The patchwork system of medical licensure doesn’t just affect mental health. The pandemic is erupting in different parts of the country at different times. It doesn’t respect state borders. Confining clinical licenses to a single state makes it harder to move resources to where the most serious problems are, and makes it harder for patients to travel for care.
That’s why, early in the pandemic, the federal government urged states to grant reciprocity for clinical licenses nationwide. Not all did, and many that acted are allowing those orders to expire. That’s where the Temporary Reciprocity to Ensure Access to Treatment — TREAT— Act comes in. During the COVID-19 emergency and similar public health crises in the future, it would allow providers who are licensed in good standing in any state to practice either telehealth or in person in other states. It doesn’t cost a dime — far from it. By facilitating prevention and timely medical care, it promises savings.
For two reasons, the TREAT Act is especially timely now. The first is medical. As COVID-19 cases rise precipitously at the onset of a second wave that appears far more intense than the first, the bill would permit providers who treat the disease and related ailments — whether in person or by telehealth — to fill needs as they arise across state lines. COVID-19 is a national medical crisis. It demands a national response. What is true for the disease itself is just as true for its effects on other medical conditions, like mental health.

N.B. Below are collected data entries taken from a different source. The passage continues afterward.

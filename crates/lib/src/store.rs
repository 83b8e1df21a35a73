//! The generic store interface and its validity oracle.

use std::collections::HashSet;
use std::fs;
use std::io;
use std::path::Path;
use std::sync::Arc;

use tracing::debug;

use crate::local_store::LocalFsStore;
use crate::store_path::{StoreDir, StorePath};
use crate::{Error, Result};

/// Answers whether a store path is registered as trustworthy.
///
/// Validity is independent of physical presence: a path may exist on disk
/// and still be unregistered.
pub trait ValidPaths: Send + Sync {
  fn is_valid(&self, path: &StorePath) -> bool;

  /// Every registered path, in no particular order.
  fn all(&self) -> Vec<StorePath>;
}

/// A store as seen by callers that don't care how it is realized.
pub trait Store: Send + Sync {
  fn store_dir(&self) -> &StoreDir;

  fn is_valid_path(&self, path: &StorePath) -> bool;

  /// Short human-readable identifier, used in error messages.
  fn uri(&self) -> String;

  /// Recover the local filesystem store behind a generic handle, if there is one.
  fn as_local_fs(self: Arc<Self>) -> Option<Arc<LocalFsStore>> {
    None
  }

  fn print_store_path(&self, path: &StorePath) -> String {
    self.store_dir().print_path(path)
  }
}

/// Immutable set of registered store paths.
#[derive(Debug, Clone, Default)]
pub struct ValidPathSet {
  paths: HashSet<StorePath>,
}

impl ValidPathSet {
  pub fn new() -> Self {
    Self::default()
  }

  /// Load a registry file: a JSON array of base names.
  ///
  /// Returns an empty set if the file doesn't exist.
  pub fn load(path: &Path) -> Result<Self> {
    let content = match fs::read_to_string(path) {
      Ok(content) => content,
      Err(e) if e.kind() == io::ErrorKind::NotFound => {
        debug!(path = %path.display(), "no path registry, starting empty");
        return Ok(Self::new());
      }
      Err(e) => return Err(Error::io(path, e)),
    };

    let paths: Vec<StorePath> = serde_json::from_str(&content).map_err(|e| Error::Registry {
      path: path.to_path_buf(),
      message: e.to_string(),
    })?;

    debug!(path = %path.display(), count = paths.len(), "loaded path registry");
    Ok(paths.into_iter().collect())
  }

  pub fn len(&self) -> usize {
    self.paths.len()
  }

  pub fn is_empty(&self) -> bool {
    self.paths.is_empty()
  }
}

impl FromIterator<StorePath> for ValidPathSet {
  fn from_iter<I: IntoIterator<Item = StorePath>>(iter: I) -> Self {
    Self {
      paths: iter.into_iter().collect(),
    }
  }
}

impl ValidPaths for ValidPathSet {
  fn is_valid(&self, path: &StorePath) -> bool {
    self.paths.contains(path)
  }

  fn all(&self) -> Vec<StorePath> {
    self.paths.iter().cloned().collect()
  }
}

The second reason has to do with our civic health. We’ve been through a period of bruising division. But the TREAT Act has bipartisan support in both the House and Senate. It is one thing this Congress can still do. Everyone can agree it will help make America healthier. It might also be a dose of preventive political medicine too. There would be no better way to end a divisive political season — and make way for a fresh start — than for our leaders to come together on something that can genuinely unite us.
Dr. Paula A. Johnson is the 14th president of Wellesley College. She was previously the Grayce A. Young Family professor of medicine in Women’s Health at Harvard Medical School and a professor of epidemiology at the Harvard T.H. Chan School of Public Health.